In August of 2011, I received my PhD from the Computer Sciences
Department at University of Wisconsin-Madison. My area of research is
systems, with a focus on CPU scheduling under overload. Prior to
earning a PhD, I received my BS in Comprehensive Computer Science from
University of Wisconsin-Eau Claire in 2003 and my Masters Degree in
Computer Sciences from University of Wisconsin-Madison in 2005. I was
a member of the Condor
Team 2004 to 2011 and a member of
the ADSL from 2007 to 2011.
Dissertation Research
CPU Futures
CPU Futures is a system designed to enable application control of
scheduling for server workloads, even during system overload. CPU
Futures contains two components: a novel in-kernel herald that
anticipates application CPU performance degradation and a user-level
feedback controller that responds to these predictions on behalf of
the application. In combination, these two subsystems enable
fine-grained application control of scheduling; with this control
applications can define their own policies for avoiding or mitigating
performance degradation under overload. We implement CPU Futures
within two different Linux schedulers, and show its utility by
building two case studies on top of the system: Empathy, which limits
the CPU interference caused by low-importance batch programs, and
SheepDog, which prevents web requests from starving on a
heavily-loaded web server. Through experiment, we find that CPU
Futures are not only useful, but also have a low-overhead. [TechReport]
Harmony
Harmony is a technique for extracting the multiprocessor scheduling
policy from commodity operating systems. This technique combines
high-level synthetic workloads with low-level instrumentation to
fingerprint an operating system's multiprocessor scheduling policy.
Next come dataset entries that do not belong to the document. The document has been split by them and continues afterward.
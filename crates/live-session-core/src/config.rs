//! Session master configuration.

use std::time::Duration;

use thiserror::Error;

/// Default time between dispatch ticks.
pub const DEFAULT_DISPATCH_INTERVAL: Duration = Duration::from_secs(6);

/// Fixed wait between failed acquisition attempts.
pub const DEFAULT_RETRY_INTERVAL: Duration = Duration::from_secs(3);

/// How often waiting loops re-check the running flag.
pub const DEFAULT_POLL_INTERVAL: Duration = Duration::from_millis(500);

/// Invalid configuration.
#[derive(Debug, Error, PartialEq, Eq)]
pub enum ConfigError {
    #[error("{0} must be greater than zero")]
    ZeroInterval(&'static str),
}

/// Timing and labelling for one session master.
///
/// The retry and poll intervals are fixed in production but can be
/// shortened for tests.
#[derive(Debug, Clone, PartialEq, Eq)]
pub struct MasterConfig {
    /// Time between two dispatched events.
    pub dispatch_interval: Duration,
    /// Wait after a failed acquisition attempt.
    pub retry_interval: Duration,
    /// Granularity at which a shutdown request is observed.
    pub poll_interval: Duration,
    /// Prefix of the generated event text (`"<prefix> #<n>"`).
    pub label_prefix: String,
}

impl Default for MasterConfig {
    fn default() -> Self {
        Self {
            dispatch_interval: DEFAULT_DISPATCH_INTERVAL,
            retry_interval: DEFAULT_RETRY_INTERVAL,
            poll_interval: DEFAULT_POLL_INTERVAL,
            label_prefix: "Question".to_string(),
        }
    }
}

impl MasterConfig {
    /// Create a config with the given dispatch interval and default timings.
    #[must_use]
    pub fn new(dispatch_interval: Duration) -> Self {
        Self {
            dispatch_interval,
            ..Self::default()
        }
    }

    /// Override the retry interval.
    #[must_use]
    pub const fn with_retry_interval(mut self, retry_interval: Duration) -> Self {
        self.retry_interval = retry_interval;
        self
    }

    /// Override the poll interval.
    #[must_use]
    pub const fn with_poll_interval(mut self, poll_interval: Duration) -> Self {
        self.poll_interval = poll_interval;
        self
    }

    /// Override the label prefix.
    #[must_use]
    pub fn with_label_prefix(mut self, prefix: impl Into<String>) -> Self {
        self.label_prefix = prefix.into();
        self
    }

    /// Check that every interval is non-zero.
    ///
    /// # Errors
    /// Returns the name of the first zero interval.
    pub fn validate(&self) -> Result<(), ConfigError> {
        if self.dispatch_interval.is_zero() {
            return Err(ConfigError::ZeroInterval("dispatch_interval"));
        }
        if self.retry_interval.is_zero() {
            return Err(ConfigError::ZeroInterval("retry_interval"));
        }
        if self.poll_interval.is_zero() {
            return Err(ConfigError::ZeroInterval("poll_interval"));
        }
        Ok(())
    }
}

#[cfg(test)]
mod tests {
    use tokio_test::{assert_err, assert_ok};

    use super::*;

    #[test]
    fn test_defaults() {
        let config = MasterConfig::default();
        assert_eq!(config.retry_interval, Duration::from_secs(3));
        assert_eq!(config.poll_interval, Duration::from_millis(500));
        assert_ok!(config.validate());
    }

    #[test]
    fn test_zero_interval_rejected() {
        let config = MasterConfig::new(Duration::ZERO);
        let err = assert_err!(config.validate());
        assert_eq!(err, ConfigError::ZeroInterval("dispatch_interval"));

        let config = MasterConfig::default().with_poll_interval(Duration::ZERO);
        assert_eq!(
            config.validate(),
            Err(ConfigError::ZeroInterval("poll_interval"))
        );
    }
}
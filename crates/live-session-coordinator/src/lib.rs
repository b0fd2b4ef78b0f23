//! Session mastership for live sessions.
//!
//! Provides:
//! - `SessionMaster` - Candidate / Master state machine for one session
//! - `DispatchLoop` - Periodic event production while master
//! - `SessionManager` - Independent masters for many sessions
//! - Lock backends (file, memory)

pub mod dispatch;
pub mod lock;
pub mod manager;
pub mod master;

pub use dispatch::DispatchLoop;
pub use manager::{ManagerError, SessionManager};
pub use master::SessionMaster;
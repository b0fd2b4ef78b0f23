//! Live quiz session server.
//!
//! Run several instances against the same lock directory: exactly one of
//! them dispatches questions for each session at a time, and every client
//! connected to any instance's `/ws/{session_id}` receives that instance's
//! questions while it is master.
//!
//! Run with: cargo run -p quiz-server
//!
//! Environment: `QUIZ_BIND_ADDR`, `QUIZ_SESSION_IDS`, `QUIZ_LOCK_DIR`,
//! `QUIZ_QUESTION_INTERVAL`, `QUIZ_SEND_TIMEOUT`, `RUST_LOG`.

mod config;

use std::sync::Arc;

use anyhow::Context;
use axum::{
    Json, Router,
    extract::{Path, State},
    routing::get,
};
use live_session_coordinator::{SessionManager, lock::FileLockProvider};
use live_session_transport::{Broadcaster, ConnectionRegistry, websocket::create_ws_router};
use serde::Serialize;
use serde_json::{Value, json};
use tower::ServiceBuilder;
use tower_http::{cors::CorsLayer, trace::TraceLayer};
use tracing_subscriber::{layer::SubscriberExt, util::SubscriberInitExt};

use crate::config::ServerConfig;

/// Application state shared across handlers.
#[derive(Clone)]
struct AppState {
    registry: Arc<ConnectionRegistry>,
    manager: Arc<SessionManager>,
}

#[derive(Serialize)]
struct StatusResponse {
    session: String,
    clients: usize,
    is_master: bool,
}

#[tokio::main]
async fn main() -> anyhow::Result<()> {
    // Initialize tracing
    tracing_subscriber::registry()
        .with(tracing_subscriber::fmt::layer())
        .with(
            tracing_subscriber::EnvFilter::try_from_default_env()
                .unwrap_or_else(|_| "info".into()),
        )
        .init();

    let config = ServerConfig::from_env().context("invalid configuration")?;

    let registry = Arc::new(ConnectionRegistry::new());
    let broadcaster =
        Broadcaster::new(Arc::clone(&registry)).with_send_timeout(config.send_timeout);
    let manager = Arc::new(SessionManager::new(
        Arc::new(FileLockProvider::new(config.lock_dir.clone())),
        Arc::new(broadcaster),
        config.master.clone(),
    ));

    for session_id in &config.session_ids {
        manager.start(session_id).await;
    }

    let state = AppState {
        registry: Arc::clone(&registry),
        manager: Arc::clone(&manager),
    };

    // Build router
    let app = Router::new()
        .route("/", get(root_handler))
        .route("/status/{session_id}", get(status_handler))
        .with_state(state)
        .merge(create_ws_router(registry))
        .layer(
            ServiceBuilder::new()
                .layer(TraceLayer::new_for_http())
                .layer(CorsLayer::permissive()),
        );

    // Start server
    let listener = tokio::net::TcpListener::bind(config.bind_addr)
        .await
        .with_context(|| format!("failed to bind {}", config.bind_addr))?;
    tracing::info!(
        lock_dir = %config.lock_dir.display(),
        "Server listening on http://{}",
        config.bind_addr
    );

    axum::serve(listener, app)
        .with_graceful_shutdown(shutdown_signal())
        .await
        .context("server error")?;

    manager.shutdown_all().await;
    tracing::info!("Session service shut down");
    Ok(())
}

async fn root_handler(State(state): State<AppState>) -> Json<Value> {
    Json(json!({
        "msg": "session service (ws) up",
        "sessions": state.manager.sessions().await,
    }))
}

async fn status_handler(
    Path(session_id): Path<String>,
    State(state): State<AppState>,
) -> Json<StatusResponse> {
    let clients = state.registry.client_count(&session_id).await;
    let is_master = state.manager.is_master(&session_id).await;
    Json(StatusResponse {
        session: session_id,
        clients,
        is_master,
    })
}

async fn shutdown_signal() {
    if let Err(e) = tokio::signal::ctrl_c().await {
        tracing::error!("Failed to listen for shutdown signal: {e}");
        std::future::pending::<()>().await;
    }
    tracing::info!("Shutdown signal received");
}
Harmony can be used to detect simple aspects of multiprocessor
scheduling policy, like the expected latency in detecting processor
load imbalances. This tool can also be used to infer information
about more complex multiprocessor scheduling behavior, such as how
heterogeneous workloads are distributed amongst processors. We
demonstrate Harmony's ability to extract multiprocessor scheduling
policy by performing an analysis of three Linux schedulers: O(1), CFS,
and BFS. Using Harmony, we discover some interesting facets of
multiprocessor scheduling policy under Linux. Most intriguing,
perhaps, is BFS's policy of providing increased processor affinity to
low priority processes.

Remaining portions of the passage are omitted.